Fear should never be underestimated as a means for oppression or motivation because there are few emotions more potent. This is why totalitarian regimes use it as a weapon to silence those who dare find the courage to stand up for their rights. They sow fear into the masses, using it to gather support for new laws pretending to protect citizens that actually just insulate those in the position to make them. And if a rebellion somehow proves successful, adjustment isn’t instantaneous. Those who believed they were above the law are backed into a wall in which they must band together for self-preservation. Add conservative religious customs to the equation and those who become free realize the lie. Freedom as an ideal ensures one thing: someone else remains in chains.
This notion is central to Kaouther Ben Hania’s Beauty and the Dogs. It presents a post-Ben Ali dictatorship Tunisia where the new guard holds their hard fought rights as sacred while the old looks to infringe upon them to preserve the unchecked lifestyle of which they had grown accustomed. To say the latter can happen because the country is 99% Muslim and therefore ingrained in patriarchal laws built to condone it, however, is reductive. Is today’s Catholic-majority America any different? Is there not a school shooting weekly? Did an unarmed black man not get shot twenty times by police in his own backyard days ago? Do women’s, minorities’, and LGBTQ rights not get infringed upon with support from our government’s ruling party? Someone is always being silenced.
And it happens in an instant. One second you’re enjoying yourself in a way that harms nobody and the next you’re running for your life. This is what Mariam (Mariam Al Ferjani) endures and what we watch occur in real-time. Hania presents her film as a series of one-take chapters to keep her audience invested without an escape and her lead in frame to understand her impossible position. The format makes it so we know only what Mariam does, each new confrontation as easily a deceitful ploy as an example of empathy. We start to assume what’s coming next only to discover the truth is even worse. Hania wields suspense as a means to disarm. She prepares us for the potential that this nightmare might never end.
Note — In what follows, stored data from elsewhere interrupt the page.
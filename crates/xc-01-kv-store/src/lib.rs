//! # Key-Value Store (xc-01)
//!
//! Partitioned storage for a node's ledger data on top of RocksDB column
//! families, plus isolated snapshot views with atomic commit.
//!
//! ## Variants
//!
//! | Variant | Opened from | Writes |
//! |---------|-------------|--------|
//! | `RocksDbStore` | live node directory (cleared on open) | staged, committed atomically |
//! | `CheckpointStore` | extracted checkpoint directory | in-memory overlay, never persisted |
//!
//! Both implement the `Store` port, so callers pick a variant at open time
//! and otherwise treat them the same.
//!
//! ## Concurrency
//!
//! - Views capture a point-in-time read snapshot when created.
//! - Commits are serialized by a single commit lock; reads never take it.
//!
//! ## Usage
//!
//! ```ignore
//! use xc_01_kv_store::{Family, RocksDbConfig, RocksDbStore, Store};
//!
//! let store = RocksDbStore::open(RocksDbConfig::for_testing(dir))?;
//! let mut view = store.snapshot();
//! view.put(Family::Storage, b"key", b"value");
//! view.commit()?;
//! ```

pub mod adapters;
pub mod domain;
pub mod ports;

pub use adapters::{CheckpointStore, RocksDbStore};
pub use domain::config::RocksDbConfig;
pub use domain::errors::StoreError;
pub use domain::family::Family;
pub use domain::write_buffer::WriteBuffer;
pub use ports::inbound::{SnapshotView, Store, StoreKind};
She also leans into our penchant to victim blame as much as sympathize. The film begins in a bathroom with Mariam wearing a torn dress, desperate for her friend to supply a replacement. What she receives may jokingly be dismissed as “old fashioned,” but it also exposes more skin than her previous outfit did. Hania wants us to presume this will get her in trouble. She wants to call us out. This is what the man standing at the door (Ghanem Zrelli’s Youssef) is staring at when he gazes upon her bubbly co-ed. We’ve seen this dance before: young woman flirts while the man receiving that flirtation oversteps his boundaries. And it appears this is exactly what’s going on upon seeing her running for her life with him close behind.
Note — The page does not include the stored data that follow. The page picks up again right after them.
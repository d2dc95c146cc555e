//! # Node Configuration
//!
//! Defaults suit a developer machine; every field can be overridden through
//! `XC_*` environment variables.
//!
//! | Variable | Field | Default |
//! |----------|-------|---------|
//! | `XC_DATA_ROOT` | `data_root` | `./express-data` |
//! | `XC_PORT_BASE` | `port_base` | `49000` |
//! | `XC_SECONDS_PER_BLOCK` | `seconds_per_block` | `15` |
//! | `XC_LOG_LEVEL` | `log_level` | `info` |
//! | `XC_JSON_LOGS` | `json_logs` | `false` |

use shared_types::{port_number, DEFAULT_PORT_BASE, WEB_SOCKET_PORT_SUFFIX};
use std::path::PathBuf;
use std::str::FromStr;
use thiserror::Error;
use xc_02_checkpoint::CheckpointConfig;
use xc_03_tx_builder::FeeSchedule;
use xc_04_multisig::CoordinatorConfig;
use xc_05_rpc_gateway::GatewayConfig;

/// Largest network `create_network` produces; port derivation must fit it.
const MAX_NODES: u32 = 7;

#[derive(Debug, Clone)]
pub struct NodeConfig {
    /// Parent of every node's data directory.
    pub data_root: PathBuf,
    pub port_base: u16,
    pub seconds_per_block: u32,
    pub log_level: String,
    pub json_logs: bool,
    pub fees: FeeSchedule,
    pub coordinator: CoordinatorConfig,
    pub checkpoint: CheckpointConfig,
    /// Host and limits; the port comes from the node descriptor.
    pub gateway: GatewayConfig,
}

impl Default for NodeConfig {
    fn default() -> Self {
        Self {
            data_root: PathBuf::from("./express-data"),
            port_base: DEFAULT_PORT_BASE,
            seconds_per_block: 15,
            log_level: "info".to_string(),
            json_logs: false,
            fees: FeeSchedule::default(),
            coordinator: CoordinatorConfig::default(),
            checkpoint: CheckpointConfig::default(),
            gateway: GatewayConfig::default(),
        }
    }
}

#[derive(Debug, Clone, Error, PartialEq, Eq)]
pub enum ConfigError {
    #[error("{var} has an invalid value {value:?}")]
    InvalidValue { var: &'static str, value: String },

    #[error("port base {0} leaves no room for a seven node network")]
    InvalidPortBase(u16),

    #[error("seconds per block must be at least 1")]
    InvalidBlockTime,

    #[error("unknown log level {0:?}")]
    InvalidLogLevel(String),

    #[error(transparent)]
    Gateway(#[from] xc_05_rpc_gateway::ConfigError),
}

fn parse_var<T: FromStr>(var: &'static str, value: String) -> Result<T, ConfigError> {
    value
        .trim()
        .parse()
        .map_err(|_| ConfigError::InvalidValue { var, value })
}

impl NodeConfig {
    pub fn from_env() -> Result<Self, ConfigError> {
        Self::from_lookup(|var| std::env::var(var).ok())
    }

    /// Build from an arbitrary variable source, then validate.
    pub fn from_lookup(lookup: impl Fn(&str) -> Option<String>) -> Result<Self, ConfigError> {
        let mut config = Self::default();

        if let Some(root) = lookup("XC_DATA_ROOT") {
            config.data_root = PathBuf::from(root);
        }
        if let Some(value) = lookup("XC_PORT_BASE") {
            config.port_base = parse_var("XC_PORT_BASE", value)?;
        }
        if let Some(value) = lookup("XC_SECONDS_PER_BLOCK") {
            config.seconds_per_block = parse_var("XC_SECONDS_PER_BLOCK", value)?;
        }
        if let Some(level) = lookup("XC_LOG_LEVEL") {
            config.log_level = level.trim().to_ascii_lowercase();
        }
        if let Some(value) = lookup("XC_JSON_LOGS") {
            config.json_logs = match value.trim().to_ascii_lowercase().as_str() {
                "1" | "true" | "yes" => true,
                "0" | "false" | "no" | "" => false,
                _ => {
                    return Err(ConfigError::InvalidValue {
                        var: "XC_JSON_LOGS",
                        value,
                    })
                }
            };
        }

        config.validate()?;
        Ok(config)
    }

    /// Small coordinator timeouts, localhost gateway, data under `data_root`.
    pub fn for_testing(data_root: impl Into<PathBuf>) -> Self {
        let data_root = data_root.into();
        Self {
            checkpoint: CheckpointConfig::for_testing(data_root.join(".scratch")),
            data_root,
            coordinator: CoordinatorConfig::for_testing(),
            gateway: GatewayConfig::for_testing(),
            log_level: "debug".to_string(),
            ..Default::default()
        }
    }

    pub fn validate(&self) -> Result<(), ConfigError> {
        let highest = u32::from(self.port_base)
            + (MAX_NODES - 1) * 1000
            + u32::from(WEB_SOCKET_PORT_SUFFIX);
        if self.port_base == 0 || highest > u32::from(u16::MAX) {
            return Err(ConfigError::InvalidPortBase(self.port_base));
        }
        if self.seconds_per_block == 0 {
            return Err(ConfigError::InvalidBlockTime);
        }
        if tracing::Level::from_str(&self.log_level).is_err() {
            return Err(ConfigError::InvalidLogLevel(self.log_level.clone()));
        }
        self.gateway.validate()?;
        Ok(())
    }

    /// RPC port of the node at `index`.
    pub fn rpc_port(&self, index: u16) -> Option<u16> {
        port_number(self.port_base, index, shared_types::RPC_PORT_SUFFIX)
    }
}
Each chapter begins or ends with just such a cliffhanger. We’re left with brains in overdrive to hypothesize what happened during the time between vignettes and what’s about to transpire. We begin to hate Youssef only to discover he’s (maybe) the one person in this city willing to protect her against an unseen foe. We rally behind Mariam, disgusted by the atrocity committed upon her. But we also grow worried by the reality that she has no good options in its aftermath. Either she pretends it didn’t happen to retain her “dignity” or she risks being marked a whore by fighting back against attackers that will most likely escape unscathed. She must document her rape to hold her assailants responsible, but doing so could also destroy her.
This isn’t just her story or just a Muslim woman’s tale in a nation of men who see her “crimes” as an invitation to punish with their own. It isn’t that because we receive similar accounts here in America too. It’s always, “Why should we ruin this young man’s potential to be a leader utilizing the same hypocrisy that renders him untouchable now when all he did was make a mistake?” It’s never: “Let’s throw the book at him in order to expose rape culture’s prevalence as the systemic norm it’s become.” A woman with sexual desire is equated to a prostitute while men with the same are hailed as MEN. To be a victim is to face the question: what did you do to allow it?
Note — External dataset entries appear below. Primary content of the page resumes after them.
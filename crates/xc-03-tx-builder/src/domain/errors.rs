//! # Domain Errors
//!
//! Failures while resolving transfer arguments or building a transaction.
//! None of them leave anything broadcast.

use crate::ports::outbound::EngineError;
use thiserror::Error;

#[derive(Debug, Clone, PartialEq, Eq, Error)]
pub enum BuildError {
    /// Malformed asset, amount or account argument.
    #[error("Invalid argument: {0}")]
    InvalidArgument(String),

    #[error("Insufficient {asset}: need {needed}, have {available}")]
    InsufficientFunds {
        asset: String,
        needed: String,
        available: String,
    },

    /// Simulation of the transfer script faulted.
    #[error("Execution fault for script {script}")]
    ExecutionFault { script: String },

    /// Verification would require a witness other than the sender's.
    #[error("Invalid operation: {0}")]
    InvalidOperation(String),

    #[error(transparent)]
    Engine(#[from] EngineError),
}
//! RocksDB-backed implementations of the `Store` port.

mod checkpoint_store;
mod rocksdb_store;

pub use checkpoint_store::CheckpointStore;
pub use rocksdb_store::RocksDbStore;

use crate::domain::errors::StoreError;
use crate::domain::family::Family;
use rocksdb::{ColumnFamily, DB};

type RawEntry = Result<(Box<[u8]>, Box<[u8]>), rocksdb::Error>;

pub(crate) fn cf_handle(db: &DB, family: Family) -> Result<&ColumnFamily, StoreError> {
    db.cf_handle(family.name())
        .ok_or_else(|| StoreError::UnknownFamily(family.name().to_string()))
}

/// Drain a forward iterator positioned at `prefix` until keys stop matching.
pub(crate) fn collect_prefix<I>(iter: I, prefix: &[u8]) -> Result<Vec<(Vec<u8>, Vec<u8>)>, StoreError>
where
    I: Iterator<Item = RawEntry>,
{
    let mut out = Vec::new();
    for item in iter {
        let (key, value) = item?;
        if !key.starts_with(prefix) {
            break;
        }
        out.push((key.to_vec(), value.to_vec()));
    }
    Ok(out)
}
//! # Checkpoint Manager (xc-02)
//!
//! Portable, self-validating archives of a node's store.
//!
//! ## Archive Layout
//!
//! ```text
//! <checkpoint>.tar.zst
//! ├── .express-checkpoint     manifest: "<magic>\n<account address>\n"
//! ├── CURRENT, MANIFEST-*, OPTIONS-*, *.sst ...   (RocksDB checkpoint)
//! ```
//!
//! ## Guarantees
//!
//! | Rule | Enforcement |
//! |------|-------------|
//! | Never overwrite a checkpoint | `create` fails with `CheckpointExists` |
//! | Scratch space is always removed | `tempfile::TempDir` guards delete on drop |
//! | No cross-network restore | `validate` compares magic and account |
//! | Restore only after validation | `restore` takes a `ValidatedCheckpoint` |
//! | Target untouched on failure | extraction happens in a sibling staging dir |

pub mod domain;
pub mod service;

pub use domain::config::CheckpointConfig;
pub use domain::errors::CheckpointError;
pub use domain::manifest::{CheckpointManifest, MANIFEST_FILE_NAME};
pub use service::{CheckpointManager, ExtractedCheckpoint, ValidatedCheckpoint};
Mariam is inundated with this question as well as: what will you do about it? Beauty and the Dogs depicts a single evening in her life and yet it feels like a week. The hoops she must jump through to accuse her attackers add up to a war of attrition with voices screaming at her to do this or that — “We’re trying to help.” Her experience becomes an incendiary account of bureaucracy built to overwhelm, a complex commentary on political capital and how justice for one can be justice for all (or depressingly how justice for all is worth sacrificing the innocence of one), and an indictment on religious piety’s power throughout the world regardless of its penchant to overtly harm humanity in its unshakable righteousness.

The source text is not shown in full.